Paying off the mortgage obviously reduces the huge interest repayments over time (I'm only into my 2nd year of house ownership but have put in 2 lump sums so far) but any potentially rewarding investment takes 5 years plus so if the OP wants to invest (or even trade up or buy rental property) when the house is paid off, he would be starting from scratch again waiting for another 5 years to get his money working for him. 

At the moment, does it make more sense to put away 1k per month at 4% with nationwide or 4.5 with KBC which would be the same as 80% ltv mortgage rate. It allows you to save cautiously and pay off the mortgage as a lump sum rather than monthly. As brilliant as it is to pay off the mortage early, once money goes into the mortgage it ain't coming back out

really interested in any feedback


----------



## leonmahon (27 Feb 2015)

Frebel79 said:


> At the moment, does it make more sense to put away 1k per month at 4% with nationwide or 4.5 with KBC which would be the same as 80% ltv mortgage rate. It allows you to save cautiously and pay off the mortgage as a lump sum rather than monthly. As brilliant as it is to pay off the mortage early, once money goes into the mortgage it ain't coming back out



DIRT will take 41% of any gains from these accounts and thus neither will come close to matching the savings I make from overpaying my mortgage monthly. 

But if you can suggest a better investment vehicle, I'm all ears.


----------



## Frebel79 (28 Feb 2015)

leonmahon said:


> DIRT will take 41% of any gains from these accounts and thus neither will come close to matching the savings I make from overpaying my mortgage monthly.
> 
> But if you can suggest a better investment vehicle, I'm all ears.



I can't suggest a better investment - that's what I'm looking for as well really. You're far more on the ball than I am - really impressive savings and repayments especially with a young child. 

I'm saving 2k a month into 2 regular saver accounts because I seem to get overloaded with various options on where to invest the money and then just go for the simplest. 

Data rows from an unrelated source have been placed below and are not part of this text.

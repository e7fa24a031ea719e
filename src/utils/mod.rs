//! Shared helpers

pub mod encoding;
pub mod paths;

pub use encoding::{is_valid_text_file, SAMPLE_SIZE};
pub use paths::path_segments;

/// Format an integer with thousands separators, e.g. `12,345`.
pub fn format_with_commas(value: u64) -> String {
    let digits = value.to_string();
    let mut out = String::with_capacity(digits.len() + digits.len() / 3);
    for (idx, ch) in digits.chars().enumerate() {
        if idx > 0 && (digits.len() - idx) % 3 == 0 {
            out.push(',');
        }
        out.push(ch);
    }
    out
}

At the moment I want to save up enough money in a savings account to cover a house expense around 5k (hat would add 10k + to the value of the house). I would then pay 1k every 6 months or so into the mortgage. 

But I suppose like yourself I would also like another way for my money to work for me. Initially a 5k lump sum investment, and then even if it was 250 a month, it would be a nice sum over 10 years in something like an index tracker which like you say would be a Vanguard option in the States. I could still make a decent dent into my mortgage

Is paying off the mortgage early the best investment for me then? I have 165k at 4.05% to pay off. I'm 36 and have 27 years left on it (which I aim to reduce to 15 years approx). I could potentially trade up in the future possibly holding onto to my existing house as a rental so I'm a little reluctant to majorly increase my repayments 

I have read into this a lot but seem to just go around in circles. 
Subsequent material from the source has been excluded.